US Pat. No. 3,797,448 German Patent Publication No. 2043781A1 US Pat. No. 2,335,597 U.S. Pat. No. 3,396,692A U.S. Pat. No. 1,980,685A International Publication No. WO2005 / 007503A1 US Pat. No. 6,899,577B2 German Patent Publication No. 3519599A1 International Publication WO00 / 58151

  An object of the present invention is to provide a drive device that can be easily operated and can be used for a high-power engine. A further object is to facilitate handling of reverse and gear shifting.

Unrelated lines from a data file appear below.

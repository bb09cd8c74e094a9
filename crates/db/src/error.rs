//! Index database error types

use thiserror::Error;

/// Errors from the index database and the per-folder file sets.
#[derive(Debug, Error)]
pub enum DbError {
    #[error("database error: {0}")]
    Heed(#[from] heed::Error),

    #[error("I/O error: {0}")]
    Io(#[from] std::io::Error),

    #[error("serialization failed: {0}")]
    Serialize(String),

    #[error("corrupt database entry: {0}")]
    Corrupt(String),

    /// A remote index batch whose sequence numbers go backwards. Protocol
    /// violation by the sending peer.
    #[error("out-of-order sequence for {device}: got {got}, already at {have}")]
    OutOfOrderSequence {
        device: String,
        got: u64,
        have: u64,
    },
}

  The present invention achieves the above object by accommodating the gear box in the first housing member, the output shaft of the gear box being coaxial with the second rotation shaft, and the propeller shaft being preferably in the third housing member. It is possible to achieve. The mass involved in the maneuvering movement is kept to a minimum by placing the gearbox in the first housing member and preferably connecting the output shaft of the gearbox via a connecting shaft coaxial with the second rotating shaft by a bevel gear It becomes possible to do.

  The drive unit for rotational movement is disposed in the second housing member, and the gear box is disposed in the first housing member that is firmly attached to the ship, so that the third housing having a relatively small mass (ie, the propeller shaft). Only the member will move when maneuvering the boat. As a result, high-speed steering motion and good maneuverability are possible. The propulsive force through the connecting shaft allows a wide steering angle (360 °, ie unlimited), and further enhances the boat maneuverability.

  Steering of the drive device can be achieved in a particularly simple manner when the third housing member has a crown gear or bevel gear, which is coaxial with the second rotational axis and meshes with the drive gear. is there. The drive gear is preferably driven by an electric servo motor disposed in the second housing member. In order to maneuver the ship, only the third member arranged below the water level line rotates.

  To avoid exposure tubes, the following situations are particularly advantageous: First, the third housing member may include at least one cooling water inlet, and the cooling water inlet may be connected to the drive motor via the cooling flow path in the second and first housing members. Can be mentioned. Preferably, the third housing member is provided with at least one exhaust gas exhaust port, and the exhaust gas exhaust port is driven through an exhaust gas flow path provided in the third, second and first housing members. The case where it connects with a motor is mentioned. In these cases, the cooling or exhaust pipe is not visible outside the housing.

  In a further embodiment of the invention, it is proposed to provide a switchable clutch at each forward gear stage. The input shaft is connected to the output shaft through the first forward gear stage by operating the first clutch, and is connected to the output shaft through the second forward gear stage by operating the second clutch. . In the idling state, the operations of the first and second clutches are stopped, and the input shaft is disengaged from the output shaft. The shift to the reverse gear is performed by switching the third clutch, preferably from the forward position to the reverse position. In a preferred embodiment, the third clutch may be a switching clutch. The switching clutch comprises an input shaft, which is present at a forward switch position connected to the output shaft via a first or second forward gear stage and a reverse switch position via a reverse gear stage. The third clutch is preferably constituted by a synchronization device.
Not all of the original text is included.